In a competitive industry such as retail, the goal is to maximize profit while minimizing the amount invested in inventory. Therefore if your bottom line is based on calculated inventory valuations, then sound inventory management could dramatically impact where your business really is financially versus the numbers you might be estimating for your inventory levels. Below are 10 strategies to good inventory management that would help your business become or remain profitable.
Strategy #1: What is the Value of Your Inventory -- Right Now?
To have access to the value of your inventory at any point gives your business the ability to effectively plan and assess your financial position. In some cases a business’ setup has the ability to reconcile the value of inventory on a regular basis, otherwise a physical count is required for complete accuracy. Regardless the cost of your inventory is the foundation to profitability for your company.
Obviously there are dozens of business-operating expenses, but knowing the value of your inventory is critical for determining your pricing and profitability. Without an Inventory Management System your best guess would be to review your inventory account balance. However the problem with this option is it may not accurately reflect items that are in inventory but not yet recorded in the books. For example, you may have received or sold items that have not been invoiced and therefore not yet recorded. What is needed is an Inventory Management system that provides you with inventory costing method options, such as LIFO, FIFO, weighted cost and standard cost. Depending on which cost method you use will directly impact your balance sheet, income statement and cash flow in different ways and it is important to understand what they are.

* From General Ledger, Income Statement Report
#2: What Valuation Method are You Using?
It is important to understand your valuation method because it can impact profit margins and your income statement based on which method you are using. The valuation methods available, for example, are First in First Out (FIFO), Last in First Out (LIFO), Weighted Average and Standard Cost.
FIFO is an approach in which the tracking of inventory and costs assumes the first items purchased are the first items sold. This matches inventory flow similar to what you would expect in a retail establishment in which new items would be placed behind the existing items on a shelf so, in theory, the oldest items would be the next sold. Of course even if the actual flow of inventory does not match this, the cost and valuation will follow this pattern and, as a result, costs recorded on sales will be based on the oldest and most likely lowest items, and the current valuation will always be based on the value of the most recent costs. In this case the result is that the costs of the items will be lower and the result is higher recorded profit and taxes.

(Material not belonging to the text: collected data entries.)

//! Error taxonomy for the washboard client.
//!
//! Four categories, matching how each is recovered: transport errors are
//! retried or surfaced per call, malformed messages are dropped,
//! capability errors roll back the triggering control with guidance, and
//! action failures roll back to the pre-action snapshot.

use thiserror::Error;
use washboard_proto::ProtocolError;

/// Errors surfaced by external collaborators and the realtime channel.
#[derive(Debug, Error, Clone, PartialEq, Eq)]
pub enum BoardError {
    /// Network-level failure (channel drop, fetch failure).
    #[error("transport error: {0}")]
    Transport(String),

    /// Unparsable or unroutable realtime message.
    #[error("malformed message: {0}")]
    MalformedMessage(#[from] ProtocolError),

    /// The user has explicitly blocked notifications; actionable guidance
    /// belongs at the presentation layer.
    #[error("notification permission is blocked")]
    CapabilityBlocked,

    /// The user silently declined the notification permission prompt.
    #[error("notification permission was declined")]
    CapabilityDeclined,

    /// A side-effecting service call was rejected.
    #[error("action rejected: {0}")]
    ActionRejected(String),
}

impl BoardError {
    /// Whether this error may succeed on retry.
    ///
    /// Transport failures are transient; permission and rejection errors
    /// need user or server intervention first.
    pub fn is_transient(&self) -> bool {
        matches!(self, Self::Transport(_))
    }
}
// Copyright 2025 Smart Scheduler Team
//
// Licensed under the Apache License, Version 2.0 (the "License");
// you may not use this file except in compliance with the License.
// You may obtain a copy of the License at
//
//     http://www.apache.org/licenses/LICENSE-2.0
//
// Unless required by applicable law or agreed to in writing, software
// distributed under the License is distributed on an "AS IS" BASIS,
// WITHOUT WARRANTIES OR CONDITIONS OF ANY KIND, either express or implied.
// See the License for the specific language governing permissions and
// limitations under the License.

use crate::context;
use crate::state;
use crate::types;
use snafu::Snafu;

pub mod policy;
pub mod rebalance;

#[derive(Snafu, Debug)]
pub enum Error {
    #[snafu(transparent)]
    Context { source: context::Error },

    #[snafu(transparent)]
    Types { source: types::error::Error },

    #[snafu(transparent)]
    Store { source: state::StoreError },
}
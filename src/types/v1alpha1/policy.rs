// Copyright 2025 Smart Scheduler Team
//
// Licensed under the Apache License, Version 2.0 (the "License");
// you may not use this file except in compliance with the License.
// You may obtain a copy of the License at
//
//     http://www.apache.org/licenses/LICENSE-2.0
//
// Unless required by applicable law or agreed to in writing, software
// distributed under the License is distributed on an "AS IS" BASIS,
// WITHOUT WARRANTIES OR CONDITIONS OF ANY KIND, either express or implied.
// See the License for the specific language governing permissions and
// limitations under the License.

use crate::strategy::AffinityKind;
use crate::types;
use crate::types::error::NoNamespaceSnafu;
use k8s_openapi::apimachinery::pkg::apis::meta::v1 as metav1;
use kube::{CustomResource, KubeSchema, ResourceExt};
use schemars::JsonSchema;
use serde::{Deserialize, Serialize};
use snafu::OptionExt;
use std::collections::BTreeMap;

/// A structured placement policy applied to every workload matching its
/// selector. The policy translator renders it into the compact strategy
/// annotation consumed by the admission webhook.
#[derive(CustomResource, Deserialize, Serialize, Clone, Debug, KubeSchema)]
#[kube(
    group = "smart-scheduler.io",
    version = "v1alpha1",
    kind = "PodPlacementPolicy",
    namespaced,
    status = "crate::types::v1alpha1::policy::PodPlacementPolicyStatus",
    shortname = "ppp",
    plural = "podplacementpolicies",
    singular = "podplacementpolicy",
    printcolumn = r#"{"name":"Enabled", "type":"boolean", "jsonPath":".spec.enabled"}"#,
    printcolumn = r#"{"name":"Priority", "type":"integer", "jsonPath":".spec.priority"}"#,
    printcolumn = r#"{"name":"Avg Drift", "type":"number", "jsonPath":".status.statistics.averageDrift"}"#,
    printcolumn = r#"{"name":"Age", "type":"date", "jsonPath":".metadata.creationTimestamp"}"#,
    crates(serde_json = "k8s_openapi::serde_json")
)]
#[serde(rename_all = "camelCase")]
pub struct PodPlacementPolicySpec {
    /// Selects the workloads this policy applies to, within its namespace.
    #[serde(default, skip_serializing_if = "Option::is_none")]
    pub selector: Option<metav1::LabelSelector>,

    pub strategy: StrategySpec,

    #[serde(default = "default_enabled")]
    pub enabled: bool,

    /// Precedence when multiple policies match the same workload.
    #[serde(default)]
    pub priority: i32,
}

fn default_enabled() -> bool {
    true
}

#[derive(Deserialize, Serialize, Clone, Debug, Default, JsonSchema)]
#[serde(rename_all = "camelCase")]
pub struct StrategySpec {
    /// Pods guaranteed to the first rule before weighting applies.
    #[serde(default)]
    pub base: u32,

    pub rules: Vec<RuleSpec>,

    #[serde(default, skip_serializing_if = "Option::is_none")]
    pub rebalance_policy: Option<RebalancePolicySpec>,
}

#[derive(Deserialize, Serialize, Clone, Debug, Default, JsonSchema)]
#[serde(rename_all = "camelCase")]
pub struct RuleSpec {
    #[serde(default)]
    pub weight: u32,

    #[serde(default, skip_serializing_if = "BTreeMap::is_empty")]
    pub node_selector: BTreeMap<String, String>,

    #[serde(default, skip_serializing_if = "Vec::is_empty")]
    pub affinity: Vec<AffinityRuleSpec>,

    #[serde(default, skip_serializing_if = "Option::is_none")]
    pub name: Option<String>,
}

#[derive(Deserialize, Serialize, Clone, Debug, Default, JsonSchema)]
#[serde(rename_all = "camelCase")]
pub struct AffinityRuleSpec {
    #[serde(rename = "type")]
    pub kind: AffinityKind,

    pub label_selector: BTreeMap<String, String>,

    pub topology_key: String,

    /// Hard vs soft constraint; defaults to preferred (soft).
    #[serde(default, skip_serializing_if = "Option::is_none")]
    pub required_during_scheduling: Option<bool>,
}

#[derive(Deserialize, Serialize, Clone, Debug, Default, JsonSchema)]
#[serde(rename_all = "camelCase")]
pub struct RebalancePolicySpec {
    #[serde(default = "default_enabled")]
    pub enabled: bool,

    /// Drift percentage that triggers rebalancing. Default 20.
    #[serde(default, skip_serializing_if = "Option::is_none")]
    pub drift_threshold: Option<f64>,

    /// How often to check for drift, e.g. "10m". Default 10m.
    #[serde(default, skip_serializing_if = "Option::is_none")]
    pub check_interval: Option<String>,

    /// Deletion budget per reconcile pass. Default 1.
    #[serde(default, skip_serializing_if = "Option::is_none")]
    pub max_pods_per_rebalance: Option<u32>,

    #[serde(default, skip_serializing_if = "Option::is_none")]
    pub rebalance_window: Option<TimeWindowSpec>,
}

/// Weekly recurring wall-clock window during which deletion-driven
/// rebalancing is permitted.
#[derive(Deserialize, Serialize, Clone, Debug, Default, JsonSchema)]
#[serde(rename_all = "camelCase")]
pub struct TimeWindowSpec {
    /// Inclusive start in "HH:MM" (24h).
    pub start_time: String,

    /// Exclusive end in "HH:MM" (24h).
    pub end_time: String,

    /// Weekdays the window is active on (Mon..Sun); empty means every day.
    #[serde(default, skip_serializing_if = "Vec::is_empty")]
    pub days: Vec<String>,

    /// IANA timezone name; defaults to UTC.
    #[serde(default, skip_serializing_if = "Option::is_none")]
    pub timezone: Option<String>,
}

#[derive(Deserialize, Serialize, Clone, Debug, Default, JsonSchema)]
#[serde(rename_all = "camelCase")]
pub struct PodPlacementPolicyStatus {
    #[serde(default, skip_serializing_if = "Vec::is_empty")]
    pub conditions: Vec<metav1::Condition>,

    #[serde(default, skip_serializing_if = "Vec::is_empty")]
    pub matched_workloads: Vec<WorkloadReference>,

    #[serde(default, skip_serializing_if = "Option::is_none")]
    pub statistics: Option<PolicyStatistics>,

    #[serde(default)]
    pub observed_generation: i64,
}

#[derive(Deserialize, Serialize, Clone, Debug, Default, JsonSchema)]
#[serde(rename_all = "camelCase")]
pub struct WorkloadReference {
    pub name: String,
    pub namespace: String,

    #[serde(default)]
    pub current_drift: f64,

    #[serde(default, skip_serializing_if = "Option::is_none")]
    pub last_applied: Option<metav1::Time>,
}

#[derive(Deserialize, Serialize, Clone, Debug, Default, JsonSchema)]
#[serde(rename_all = "camelCase")]
pub struct PolicyStatistics {
    #[serde(default)]
    pub total_pods_managed: u32,

    #[serde(default)]
    pub average_drift: f64,

    #[serde(default, skip_serializing_if = "Option::is_none")]
    pub last_updated: Option<metav1::Time>,
}

impl PodPlacementPolicy {
    pub fn namespace(&self) -> Result<String, types::error::Error> {
        ResourceExt::namespace(self).context(NoNamespaceSnafu)
    }

    pub fn name(&self) -> String {
        ResourceExt::name_any(self)
    }
}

LIFO is an approach in which the tracking of inventory and costs assumes that the last items purchased are the first items sold. This flow would be less common in practice because it would be as if a business always purchased the newest items on the front of a shelf and the items on the back of the shelf could be much older. Regardless, costs of items sold will be based on the most recent items purchased and the value of inventory will be based on the oldest items. In this case the outcome is that the cost of items will be higher and result in lower recorded profit and lower taxes.
Average cost creates an average based on the cost of all inventory items and takes the approach that the current cost most accurately reflects the cost of all items by 3 using an average cost. This method is most effective with a computer system that can track and update costs as soon as items are received. This method will impact the resulting profitability and inventory valuation, but the results will vary depending on whether items increased in cost over time, by how much, how frequent the items were purchased and so forth.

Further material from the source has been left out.